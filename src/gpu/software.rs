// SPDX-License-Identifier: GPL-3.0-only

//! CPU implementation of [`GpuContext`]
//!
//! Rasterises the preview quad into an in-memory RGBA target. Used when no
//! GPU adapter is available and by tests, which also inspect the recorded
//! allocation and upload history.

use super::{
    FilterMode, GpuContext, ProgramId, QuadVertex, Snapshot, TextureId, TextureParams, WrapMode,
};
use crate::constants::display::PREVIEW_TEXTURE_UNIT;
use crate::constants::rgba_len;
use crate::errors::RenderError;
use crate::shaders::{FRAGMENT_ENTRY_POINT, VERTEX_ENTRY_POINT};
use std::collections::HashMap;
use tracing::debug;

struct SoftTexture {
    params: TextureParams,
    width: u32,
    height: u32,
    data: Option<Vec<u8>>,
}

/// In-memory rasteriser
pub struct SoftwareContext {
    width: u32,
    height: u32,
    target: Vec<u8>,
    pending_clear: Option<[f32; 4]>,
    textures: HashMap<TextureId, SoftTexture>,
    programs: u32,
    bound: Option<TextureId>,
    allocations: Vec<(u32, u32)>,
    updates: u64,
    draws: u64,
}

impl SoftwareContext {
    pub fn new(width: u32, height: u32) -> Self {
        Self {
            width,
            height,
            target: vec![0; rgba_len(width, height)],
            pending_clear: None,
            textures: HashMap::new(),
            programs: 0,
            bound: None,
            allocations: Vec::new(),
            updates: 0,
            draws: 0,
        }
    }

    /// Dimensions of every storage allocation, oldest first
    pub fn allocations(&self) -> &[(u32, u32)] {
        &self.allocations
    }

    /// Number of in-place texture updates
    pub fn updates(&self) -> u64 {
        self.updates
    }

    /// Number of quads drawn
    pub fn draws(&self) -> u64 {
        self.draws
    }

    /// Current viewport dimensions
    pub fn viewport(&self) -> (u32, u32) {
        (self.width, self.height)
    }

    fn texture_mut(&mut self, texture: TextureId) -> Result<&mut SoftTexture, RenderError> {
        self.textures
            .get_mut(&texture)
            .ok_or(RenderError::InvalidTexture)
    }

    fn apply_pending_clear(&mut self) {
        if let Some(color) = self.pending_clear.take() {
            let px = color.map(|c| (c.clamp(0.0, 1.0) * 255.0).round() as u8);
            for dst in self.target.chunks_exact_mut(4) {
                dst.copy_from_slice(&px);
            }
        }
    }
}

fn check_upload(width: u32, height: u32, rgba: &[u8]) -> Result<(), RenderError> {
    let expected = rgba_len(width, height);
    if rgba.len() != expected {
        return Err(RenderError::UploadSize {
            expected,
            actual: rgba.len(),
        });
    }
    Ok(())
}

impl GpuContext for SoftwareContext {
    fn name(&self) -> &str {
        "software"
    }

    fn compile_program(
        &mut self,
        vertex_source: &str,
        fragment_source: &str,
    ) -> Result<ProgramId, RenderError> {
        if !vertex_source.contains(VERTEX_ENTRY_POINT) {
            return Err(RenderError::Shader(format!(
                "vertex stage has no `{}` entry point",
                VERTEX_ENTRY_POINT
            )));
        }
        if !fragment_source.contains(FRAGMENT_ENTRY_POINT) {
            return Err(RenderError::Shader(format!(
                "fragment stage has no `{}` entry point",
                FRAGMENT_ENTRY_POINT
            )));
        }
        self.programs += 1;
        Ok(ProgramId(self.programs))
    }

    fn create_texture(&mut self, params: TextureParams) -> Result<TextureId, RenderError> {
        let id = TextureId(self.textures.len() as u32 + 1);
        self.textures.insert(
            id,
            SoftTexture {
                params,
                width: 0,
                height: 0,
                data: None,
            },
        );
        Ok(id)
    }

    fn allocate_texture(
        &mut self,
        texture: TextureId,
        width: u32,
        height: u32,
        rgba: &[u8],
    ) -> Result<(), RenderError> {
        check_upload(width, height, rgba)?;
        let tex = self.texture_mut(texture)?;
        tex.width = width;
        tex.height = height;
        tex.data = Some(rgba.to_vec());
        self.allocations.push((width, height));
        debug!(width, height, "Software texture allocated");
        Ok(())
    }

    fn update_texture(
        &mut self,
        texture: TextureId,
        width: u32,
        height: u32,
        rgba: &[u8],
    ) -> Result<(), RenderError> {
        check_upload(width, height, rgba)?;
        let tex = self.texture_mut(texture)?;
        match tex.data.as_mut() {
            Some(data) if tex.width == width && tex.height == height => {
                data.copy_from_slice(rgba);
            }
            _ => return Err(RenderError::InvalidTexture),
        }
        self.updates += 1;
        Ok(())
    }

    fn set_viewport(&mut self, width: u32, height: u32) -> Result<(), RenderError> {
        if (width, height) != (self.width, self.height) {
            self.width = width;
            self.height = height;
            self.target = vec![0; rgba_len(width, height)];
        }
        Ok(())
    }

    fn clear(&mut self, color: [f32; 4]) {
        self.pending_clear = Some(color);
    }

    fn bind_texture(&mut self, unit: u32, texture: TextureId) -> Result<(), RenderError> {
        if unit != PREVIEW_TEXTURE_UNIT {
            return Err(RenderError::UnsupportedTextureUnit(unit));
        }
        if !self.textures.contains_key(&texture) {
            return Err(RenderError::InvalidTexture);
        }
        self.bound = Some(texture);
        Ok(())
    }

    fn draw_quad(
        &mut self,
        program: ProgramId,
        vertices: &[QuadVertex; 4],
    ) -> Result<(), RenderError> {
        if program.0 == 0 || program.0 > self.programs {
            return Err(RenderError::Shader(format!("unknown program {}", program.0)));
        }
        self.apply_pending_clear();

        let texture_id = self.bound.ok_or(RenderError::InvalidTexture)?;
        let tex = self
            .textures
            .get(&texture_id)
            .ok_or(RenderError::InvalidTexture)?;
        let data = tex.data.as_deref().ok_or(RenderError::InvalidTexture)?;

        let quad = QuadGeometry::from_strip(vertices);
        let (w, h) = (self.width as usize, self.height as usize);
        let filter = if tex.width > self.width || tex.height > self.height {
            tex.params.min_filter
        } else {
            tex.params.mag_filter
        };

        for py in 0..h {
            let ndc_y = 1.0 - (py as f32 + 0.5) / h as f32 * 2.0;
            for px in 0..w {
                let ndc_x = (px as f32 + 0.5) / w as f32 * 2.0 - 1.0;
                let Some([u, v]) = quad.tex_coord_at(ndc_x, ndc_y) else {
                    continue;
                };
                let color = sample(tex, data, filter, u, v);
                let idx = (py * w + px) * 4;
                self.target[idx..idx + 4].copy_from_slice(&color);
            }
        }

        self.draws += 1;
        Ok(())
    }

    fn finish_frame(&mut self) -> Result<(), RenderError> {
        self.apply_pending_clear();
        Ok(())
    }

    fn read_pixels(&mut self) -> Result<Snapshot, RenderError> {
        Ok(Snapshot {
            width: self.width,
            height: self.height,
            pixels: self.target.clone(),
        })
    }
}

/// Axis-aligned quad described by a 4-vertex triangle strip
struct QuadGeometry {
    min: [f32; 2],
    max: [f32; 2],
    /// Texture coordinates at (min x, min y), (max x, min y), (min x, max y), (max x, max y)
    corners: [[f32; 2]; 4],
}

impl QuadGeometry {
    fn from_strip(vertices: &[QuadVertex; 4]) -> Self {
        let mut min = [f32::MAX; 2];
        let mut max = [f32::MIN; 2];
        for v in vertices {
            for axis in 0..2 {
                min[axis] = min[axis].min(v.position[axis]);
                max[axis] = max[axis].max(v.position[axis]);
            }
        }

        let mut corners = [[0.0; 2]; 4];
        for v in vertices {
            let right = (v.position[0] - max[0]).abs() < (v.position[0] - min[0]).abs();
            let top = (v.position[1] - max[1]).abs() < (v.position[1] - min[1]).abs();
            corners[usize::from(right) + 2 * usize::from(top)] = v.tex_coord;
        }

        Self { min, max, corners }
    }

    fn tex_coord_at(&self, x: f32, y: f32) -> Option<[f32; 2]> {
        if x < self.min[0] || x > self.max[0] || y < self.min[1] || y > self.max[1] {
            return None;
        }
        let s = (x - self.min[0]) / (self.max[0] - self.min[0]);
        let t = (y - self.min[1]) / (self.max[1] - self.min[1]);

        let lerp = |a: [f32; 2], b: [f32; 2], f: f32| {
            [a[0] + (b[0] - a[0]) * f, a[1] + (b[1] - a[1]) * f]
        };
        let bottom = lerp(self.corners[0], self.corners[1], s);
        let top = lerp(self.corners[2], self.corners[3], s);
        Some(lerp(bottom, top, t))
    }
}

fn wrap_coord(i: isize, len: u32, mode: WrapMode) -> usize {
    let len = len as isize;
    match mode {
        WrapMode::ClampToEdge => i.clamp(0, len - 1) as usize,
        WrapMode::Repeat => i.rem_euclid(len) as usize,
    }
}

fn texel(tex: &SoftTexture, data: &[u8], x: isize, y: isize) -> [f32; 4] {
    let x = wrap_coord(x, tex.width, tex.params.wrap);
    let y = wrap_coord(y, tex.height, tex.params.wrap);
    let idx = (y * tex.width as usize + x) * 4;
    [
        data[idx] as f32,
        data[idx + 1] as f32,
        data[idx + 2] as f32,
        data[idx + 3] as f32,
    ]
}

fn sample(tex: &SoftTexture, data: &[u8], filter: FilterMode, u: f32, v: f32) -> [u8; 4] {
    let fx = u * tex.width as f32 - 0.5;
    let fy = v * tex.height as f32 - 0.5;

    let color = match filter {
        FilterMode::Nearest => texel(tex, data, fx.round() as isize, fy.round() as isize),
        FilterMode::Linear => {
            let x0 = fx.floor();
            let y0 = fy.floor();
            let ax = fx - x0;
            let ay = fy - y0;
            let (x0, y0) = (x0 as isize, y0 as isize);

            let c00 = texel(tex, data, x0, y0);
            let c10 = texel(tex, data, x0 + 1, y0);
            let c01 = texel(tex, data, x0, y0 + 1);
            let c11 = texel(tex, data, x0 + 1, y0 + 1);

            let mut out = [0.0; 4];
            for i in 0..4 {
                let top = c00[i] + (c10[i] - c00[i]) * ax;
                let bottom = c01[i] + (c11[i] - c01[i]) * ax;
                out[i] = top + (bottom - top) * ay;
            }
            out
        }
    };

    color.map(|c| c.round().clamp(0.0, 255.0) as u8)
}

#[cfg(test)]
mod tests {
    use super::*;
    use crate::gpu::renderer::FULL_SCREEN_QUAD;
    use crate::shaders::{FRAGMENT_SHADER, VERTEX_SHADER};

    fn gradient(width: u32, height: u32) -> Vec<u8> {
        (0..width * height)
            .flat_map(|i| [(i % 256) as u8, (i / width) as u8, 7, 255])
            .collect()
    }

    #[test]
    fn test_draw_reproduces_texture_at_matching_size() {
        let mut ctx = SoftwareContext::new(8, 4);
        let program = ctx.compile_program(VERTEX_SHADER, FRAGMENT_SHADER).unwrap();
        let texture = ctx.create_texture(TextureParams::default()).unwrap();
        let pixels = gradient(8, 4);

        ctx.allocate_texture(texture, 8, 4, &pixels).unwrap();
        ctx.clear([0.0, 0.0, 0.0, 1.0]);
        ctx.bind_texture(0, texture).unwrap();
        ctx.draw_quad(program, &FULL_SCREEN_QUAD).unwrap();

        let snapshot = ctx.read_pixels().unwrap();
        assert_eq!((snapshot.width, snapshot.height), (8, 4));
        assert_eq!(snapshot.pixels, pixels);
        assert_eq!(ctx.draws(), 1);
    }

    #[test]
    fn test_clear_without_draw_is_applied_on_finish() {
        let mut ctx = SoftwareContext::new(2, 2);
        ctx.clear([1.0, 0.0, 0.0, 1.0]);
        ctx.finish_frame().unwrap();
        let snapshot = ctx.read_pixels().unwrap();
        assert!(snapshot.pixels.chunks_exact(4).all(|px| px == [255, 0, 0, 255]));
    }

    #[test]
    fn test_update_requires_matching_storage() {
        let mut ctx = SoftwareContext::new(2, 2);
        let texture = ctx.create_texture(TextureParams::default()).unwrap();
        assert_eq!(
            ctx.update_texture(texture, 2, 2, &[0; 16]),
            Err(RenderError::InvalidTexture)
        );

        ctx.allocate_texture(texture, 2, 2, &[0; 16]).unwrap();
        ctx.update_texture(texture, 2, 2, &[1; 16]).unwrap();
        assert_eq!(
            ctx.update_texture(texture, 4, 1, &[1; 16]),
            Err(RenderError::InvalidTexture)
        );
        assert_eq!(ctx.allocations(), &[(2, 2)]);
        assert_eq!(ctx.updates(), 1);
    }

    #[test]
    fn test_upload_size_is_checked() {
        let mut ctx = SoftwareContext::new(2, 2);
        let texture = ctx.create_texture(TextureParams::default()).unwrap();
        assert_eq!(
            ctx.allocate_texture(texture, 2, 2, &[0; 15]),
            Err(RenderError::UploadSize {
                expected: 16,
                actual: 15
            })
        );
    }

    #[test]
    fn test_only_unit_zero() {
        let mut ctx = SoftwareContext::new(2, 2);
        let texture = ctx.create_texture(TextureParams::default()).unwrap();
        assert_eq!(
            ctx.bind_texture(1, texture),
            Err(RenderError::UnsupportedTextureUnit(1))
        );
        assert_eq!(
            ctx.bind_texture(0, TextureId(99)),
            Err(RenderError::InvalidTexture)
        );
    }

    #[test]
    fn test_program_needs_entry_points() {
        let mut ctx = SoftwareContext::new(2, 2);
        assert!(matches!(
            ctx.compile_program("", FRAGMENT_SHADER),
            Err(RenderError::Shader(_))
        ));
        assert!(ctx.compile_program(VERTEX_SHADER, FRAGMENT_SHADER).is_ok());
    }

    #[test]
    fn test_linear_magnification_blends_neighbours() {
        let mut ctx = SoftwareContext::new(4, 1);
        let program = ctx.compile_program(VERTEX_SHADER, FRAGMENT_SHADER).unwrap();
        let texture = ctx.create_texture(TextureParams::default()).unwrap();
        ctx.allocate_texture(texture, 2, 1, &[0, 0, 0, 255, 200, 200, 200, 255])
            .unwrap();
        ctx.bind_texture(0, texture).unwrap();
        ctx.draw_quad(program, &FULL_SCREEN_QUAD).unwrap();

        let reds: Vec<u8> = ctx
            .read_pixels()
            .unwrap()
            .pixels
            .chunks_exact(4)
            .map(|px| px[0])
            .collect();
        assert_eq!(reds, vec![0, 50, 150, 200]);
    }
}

------------------------------------

### PROBLEM REQUIREMENTS
Scan the material for the string "right". Copy each line where it appears.

### EXERCISE RESPONSE
            let right = (v.position[0] - max[0]).abs() < (v.position[0] - min[0]).abs();
            corners[usize::from(right) + 2 * usize::from(top)] = v.tex_coord;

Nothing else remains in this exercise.